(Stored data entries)
>>>
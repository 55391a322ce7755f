use crate::ability::{AbilityTrigger, AbilityType};
use crate::event::GameEvent;
use crate::net::ClientMessage;
use crate::phase::GamePhase;
use crate::player::{MoveInput, PlayerId, SwingInput, SwingModifiers};

use super::GameState;

/// Moves `player_id` for one tick of held keys. Returns whether any key was held.
pub fn apply_movement(
    state: &mut GameState,
    player_id: PlayerId,
    input: MoveInput,
    dt: f32,
) -> bool {
    let sprinting = state
        .abilities
        .get(player_id)
        .is_some_and(|a| a.is_active(AbilityType::Sprint));
    let net_z = state.court().net_z;
    let controller = state.controller().clone();

    let Some(player) = state.player_mut(player_id) else {
        return false;
    };
    if !controller.apply_movement(player, input, sprinting, net_z, dt) {
        return false;
    }

    state.push_event(GameEvent::PlayerMoved { player_id });
    true
}

/// Resolves a swing. Out-of-phase, out-of-reach and too-weak swings are ignored.
/// Returns whether the ball was struck.
pub fn apply_swing(state: &mut GameState, player_id: PlayerId, swing: &SwingInput) -> bool {
    let phase = state.phase();
    if !phase.is_swing_allowed() {
        return false;
    }
    let Some(hitter) = state.player(player_id).cloned() else {
        log::warn!("Swing from invalid player id {}", player_id);
        return false;
    };

    let ability = state.abilities[player_id];
    let modifiers = SwingModifiers {
        giant: ability.is_active(AbilityType::Giant),
        speed_up: ability.is_active(AbilityType::SpeedUp),
    };

    let controller = state.controller();
    if !controller.is_swing(swing) || !controller.can_reach(&hitter, &state.ball, modifiers) {
        return false;
    }

    let net_z = state.court().net_z;
    let controller = controller.clone();
    controller.strike(&hitter, &mut state.ball, swing, modifiers, net_z);

    if modifiers.speed_up && state.abilities[player_id].consume(AbilityType::SpeedUp) {
        state.push_event(GameEvent::AbilityChanged {
            player_id,
            ability: AbilityType::None,
        });
    }

    log::debug!(
        "Player {} struck the ball ({:?} shot, rally {})",
        player_id,
        swing.shot,
        state.ball.hit_count
    );
    state.push_event(GameEvent::BallStruck {
        player_id,
        hit_count: state.ball.hit_count,
    });

    if phase == GamePhase::StartGame {
        state.set_phase(GamePhase::InRally);
    }
    true
}

/// Applies an ability press or release. Returns whether the player's ability changed.
pub fn apply_ability_request(
    state: &mut GameState,
    player_id: PlayerId,
    ability: AbilityType,
    trigger: AbilityTrigger,
) -> bool {
    let Some(slot) = state.abilities.get_mut(player_id) else {
        log::warn!("Ability request from invalid player id {}", player_id);
        return false;
    };
    if !slot.handle_request(ability, trigger) {
        return false;
    }

    let active = slot.active_ability;
    state.push_event(GameEvent::AbilityChanged {
        player_id,
        ability: active,
    });
    true
}

pub fn apply_client_message(
    state: &mut GameState,
    player_id: PlayerId,
    message: &ClientMessage,
    dt: f32,
) -> bool {
    match message {
        ClientMessage::Input(input) => apply_movement(state, player_id, *input, dt),
        ClientMessage::Swing(swing) => apply_swing(state, player_id, swing),
        ClientMessage::AbilityRequest { ability, trigger } => {
            apply_ability_request(state, player_id, *ability, *trigger)
        }
    }
}
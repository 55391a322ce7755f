mod input;
mod state;
mod tick;

pub use input::{apply_ability_request, apply_client_message, apply_movement, apply_swing};
pub use state::{GameState, MatchSettings};
pub use tick::{FixedTimestep, step};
<<<
■ Required action: If a line in the entries holds the string "SwingModifiers", copy it.

■ Exercise result:
use crate::player::{MoveInput, PlayerId, SwingInput, SwingModifiers};
    let modifiers = SwingModifiers {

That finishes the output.